Władze Hongkongu zdecydowały, że jeszcze w styczniu zniesiony zostanie zakaz importu chomików, który był elementem restrykcji związanych z ochroną przed pandemią Covid-19. Zakaz sprowadzania uroczych gryzoni wprowadzono rok temu po tym, jak jeden z przypadków koronawirusa u człowieka powiązano ze sklepem zoologicznym. W związku z ryzykiem transmisji koronawirusa ze zwierząt na człowieka dokonano wtedy uboju około 2000 zwierząt.
W tym roku zakaz zostanie jednak zniesiony. Rzecznik Miejskiego Departamentu Rolnictwa, Rybołówstwa i Ochrony zamierza zlikwidować ograniczenie importu chomików w połowie stycznia. Zwierzęta będą jednak testowane na obecność koronawirusa.
- Nasz personel zorganizuje pobieranie próbek od chomików i innych małych ssaków do testów na Covid-19. Będzie można je sprzedać tylko wtedy, gdy wyniki testu będą negatywne - przekazał, cytowany przez BBC, rzecznik Departamentu.
Obrońcy praw zwierząt domagają się, by wznowienie importu oznaczało również najlepszą możliwą opiekę dla zwierząt zarówno w czasie transportu, jak i kwarantanny. Po odkryciu możliwego przypadku transmisji odzwierzęcej w zeszłym roku, gdy wirusa stwierdzono i kilkunastu chomików importowanych z Holandii obrońcy praw zwierząt protestowali przeciwko usypianiu zwierząt.
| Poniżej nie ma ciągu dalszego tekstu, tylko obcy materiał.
//! Ghost 命令行入口
//!
//! 初始化日志、加载配置组装 RuntimeContext，然后执行子命令；不带子命令时进入对话。

use std::io::Write;
use std::path::PathBuf;

use anyhow::Context;
use clap::{Parser, Subcommand};
use tokio::io::{AsyncBufReadExt, BufReader};
use tokio::sync::mpsc;

use ghost::core::{ChatSession, ReplySource, RuntimeContext, TurnOutcome};
use ghost::environment::InstallStep;
use ghost::secrets::ApiKeyName;

/// 带长期记忆大脑服务的聊天路由
#[derive(Parser)]
#[command(name = "ghost", version, about, long_about = None)]
struct Cli {
    /// 额外的配置文件（覆盖 config/default.toml）
    #[arg(short, long, global = true)]
    config: Option<PathBuf>,

    /// 详细日志（-v debug，-vv trace）
    #[arg(short, long, action = clap::ArgAction::Count, global = true)]
    verbose: u8,

    /// 以 JSON 输出状态类命令的结果
    #[arg(long, global = true)]
    json: bool,

    #[command(subcommand)]
    command: Option<Commands>,
}

#[derive(Subcommand)]
enum Commands {
    /// 探测 Python 运行环境与大脑服务状态
    Status,
    /// 安装运行环境与大脑服务包
    Install,
    /// 启动大脑服务
    Start,
    /// 停止大脑服务
    Stop,
    /// 检查大脑服务健康状态
    Health,
    /// 检索大脑记忆
    Search {
        query: String,
        #[arg(short = 'k', long, default_value_t = 3)]
        top_k: usize,
    },
    /// 大脑记忆统计
    Stats,
    /// 把聊天记录目录嵌入大脑记忆
    Embed {
        /// 默认取配置中的 brain.chat_history_path
        path: Option<String>,
    },
    /// 管理 API Key
    Keys {
        #[command(subcommand)]
        action: KeysCommand,
    },
    /// 交互式对话
    Chat {
        /// 覆盖配置中的模型
        #[arg(short, long)]
        model: Option<String>,
    },
}

#[derive(Subcommand)]
enum KeysCommand {
    /// 保存 Key（openai / google / anthropic）
    Set { name: ApiKeyName, value: String },
    /// 显示哪些 Key 已配置
    Status,
    /// 删除所有已保存的 Key
    Clear,
}

#[tokio::main]
async fn main() -> anyhow::Result<()> {
    let cli = Cli::parse();

    let level = match cli.verbose {
        0 => "info",
        1 => "debug",
        _ => "trace",
    };
    ghost::observability::init(level);

    let mut ctx = RuntimeContext::init(cli.config.clone()).context("Failed to load configuration")?;
    ctx.shutdown().install_signal_handlers();

    let result = run(&mut ctx, cli).await;
    ctx.teardown().await;
    result
}

async fn run(ctx: &mut RuntimeContext, cli: Cli) -> anyhow::Result<()> {
    match cli.command.unwrap_or(Commands::Chat { model: None }) {
        Commands::Status => {
            let status = ctx.provisioner().status().await;
            if cli.json {
                println!("{}", serde_json::to_string_pretty(&status)?);
            } else {
                println!("{}", status.summary());
                println!("  python installed:    {}", status.python_installed);
                println!(
                    "  python version:      {}",
                    status.python_version.as_deref().unwrap_or("-")
                );
                println!("  using system python: {}", status.using_system_python);
                println!("  miniforge installed: {}", status.miniforge_installed);
                println!(
                    "  conda version:       {}",
                    status.conda_version.as_deref().unwrap_or("-")
                );
                println!("  brain environment:   {}", status.brain_environment_exists);
                println!("  brain package:       {}", status.brain_package_installed);
                println!(
                    "  brain version:       {}",
                    status.brain_version.as_deref().unwrap_or("-")
                );
                println!("  brain server:        {}", status.brain_server_running);
            }
        }
        Commands::Install => {
            let cancel = ctx.shutdown().child_token();
            let ok = ctx
                .provisioner()
                .install(
                    |event| {
                        if event.step == InstallStep::Error {
                            eprintln!(
                                "[{:>3}%] {}: {}",
                                event.progress,
                                event.message,
                                event.error.as_deref().unwrap_or("unknown error")
                            );
                        } else {
                            println!("[{:>3}%] {}", event.progress, event.message);
                        }
                    },
                    cancel,
                )
                .await;
            if !ok {
                anyhow::bail!("installation failed");
            }
        }
        Commands::Start => {
            let started = tokio::select! {
                _ = ctx.shutdown().wait_for_shutdown() => anyhow::bail!("start interrupted"),
                started = ctx.supervisor().start() => started,
            };
            if !started {
                anyhow::bail!("brain server did not become healthy");
            }
            println!("Brain server started");
        }
        Commands::Stop => {
            if !ctx.supervisor().stop().await {
                anyhow::bail!("failed to stop brain server");
            }
            println!("Brain server stopped");
        }
        Commands::Health => {
            let health = ctx.health_check().check().await;
            println!("{}", health.describe());
            if !health.is_healthy() {
                anyhow::bail!("brain server is not healthy");
            }
        }
        Commands::Search { query, top_k } => {
            let mut coordinator = ctx.new_coordinator();
            coordinator.initialize().await;
            let chunks = coordinator.search_memory(&query, top_k).await;
            if cli.json {
                println!("{}", serde_json::to_string_pretty(&chunks)?);
            } else if chunks.is_empty() {
                println!("No memories found");
            } else {
                for (i, chunk) in chunks.iter().enumerate() {
                    println!("{}. {}", i + 1, chunk);
                }
            }
        }
        Commands::Stats => {
            let mut coordinator = ctx.new_coordinator();
            coordinator.initialize().await;
            let stats = coordinator
                .memory_stats()
                .await
                .context("memory stats unavailable (is the brain server running?)")?;
            println!("{}", serde_json::to_string_pretty(&stats)?);
        }
        Commands::Embed { path } => {
            let path = path.unwrap_or_else(|| ctx.config().brain.chat_history_path.clone());
            let mut coordinator = ctx.new_coordinator();
            coordinator.initialize().await;
            let report = coordinator
                .embed_chat_history(&path)
                .await
                .context("chat history embedding failed")?;
            if cli.json {
                println!("{}", serde_json::to_string_pretty(&report)?);
            } else {
                println!("{}", report.summary());
                for error in &report.errors {
                    eprintln!("  {}", error);
                }
            }
        }
        Commands::Keys { action } => run_keys(ctx, action)?,
        Commands::Chat { model } => {
            let mut chat = ctx.chat_session().await;
            if let Some(model) = model {
                chat.set_model(model);
            }
            chat_loop(ctx, &mut chat).await?;
            chat.coordinator().wait_for_mirrors().await;
        }
    }
    Ok(())
}

fn run_keys(ctx: &RuntimeContext, action: KeysCommand) -> anyhow::Result<()> {
    let keys = ctx.keys();
    match action {
        KeysCommand::Set { name, value } => {
            keys.set(name, &value)?;
            println!("{} API key saved", name);
        }
        KeysCommand::Status => {
            for (name, configured) in keys.status() {
                let mark = if configured { "configured" } else { "missing" };
                println!("{:<10} {:<18} {}", name.display_name(), name.env_var(), mark);
            }
        }
        KeysCommand::Clear => {
            keys.clear_all()?;
            println!("All API keys cleared");
        }
    }
    Ok(())
}

const CHAT_HELP: &str = "/model <name>  switch model\n\
/search <text>  search brain memory\n\
/clear          clear history\n\
/refresh        reload config and reconnect the brain\n\
/status         brain status\n\
/quit           exit";

async fn chat_loop(ctx: &mut RuntimeContext, chat: &mut ChatSession) -> anyhow::Result<()> {
    let brain = if chat.coordinator().is_brain_available() {
        "brain connected"
    } else {
        "brain offline"
    };
    println!("ghost chat ({}, {}). /help for commands.", chat.model(), brain);

    let mut lines = BufReader::new(tokio::io::stdin()).lines();
    loop {
        print!("> ");
        std::io::stdout().flush()?;

        let line = tokio::select! {
            _ = ctx.shutdown().wait_for_shutdown() => break,
            line = lines.next_line() => line?,
        };
        let Some(line) = line else { break };
        let input = line.trim();

        if let Some(command) = input.strip_prefix('/') {
            let (name, arg) = command.split_once(' ').unwrap_or((command, ""));
            match name {
                "quit" | "exit" => break,
                "help" => println!("{}", CHAT_HELP),
                "clear" => {
                    chat.coordinator_mut().clear_messages().await;
                    println!("History cleared");
                }
                "model" if !arg.trim().is_empty() => {
                    chat.set_model(arg.trim());
                    let pushed = chat
                        .coordinator()
                        .brain()
                        .update_config(serde_json::json!({ "model_name": arg.trim() }))
                        .await;
                    tracing::debug!(pushed, "model switch forwarded to brain");
                    println!("Model set to {}", chat.model());
                }
                "model" => println!("Current model: {}", chat.model()),
                "search" => {
                    for chunk in chat.coordinator().search_memory(arg.trim(), 3).await {
                        println!("- {}", chunk);
                    }
                }
                "refresh" => {
                    let mut settings = ctx.reload()?;
                    settings.model = chat.model().to_string();
                    let ok = chat.coordinator_mut().refresh_brain_integration(settings).await;
                    println!("{}", if ok { "Brain reconnected" } else { "Brain offline" });
                }
                "status" => println!("{}", ctx.health_check().check().await.describe()),
                _ => println!("Unknown command. /help for commands."),
            }
            continue;
        }

        let (tx, mut rx) = mpsc::unbounded_channel::<String>();
        let printer = tokio::spawn(async move {
            let mut streamed = false;
            while let Some(token) = rx.recv().await {
                print!("{}", token);
                let _ = std::io::stdout().flush();
                streamed = true;
            }
            streamed
        });

        let cancel = ctx.shutdown().child_token();
        let outcome = chat.submit_until(input, Some(&tx), &cancel).await;
        drop(tx);
        let streamed = printer.await.unwrap_or(false);

        match outcome {
            TurnOutcome::Reply { text, source } => {
                if streamed {
                    println!();
                } else {
                    println!("{}", text);
                }
                if source == ReplySource::Brain {
                    tracing::debug!("reply served by brain");
                }
            }
            TurnOutcome::Failed { message } => eprintln!("Error: {}", message),
            TurnOutcome::Ignored => {}
            TurnOutcome::Cancelled => {
                println!();
                break;
            }
        }
    }
    Ok(())
}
Naukowcy o tamtej sytuacji mówią, że „była to smutna konieczność”. Koronawirus powodujący Covid może bowiem zarówno zarażać zwierzęta domowe takie jak psy, koty czy chomiki, ale także przenosić się z nich na ludzi. Aczkolwiek, co równocześnie zaznaczają naukowcy, nie ma dowodów na to, by taka transmisja od zwierząt domowych odbywała się łatwo i kontakt z zakażonym zwierzęciem oznaczał pewność zakażenia się koronawirusem.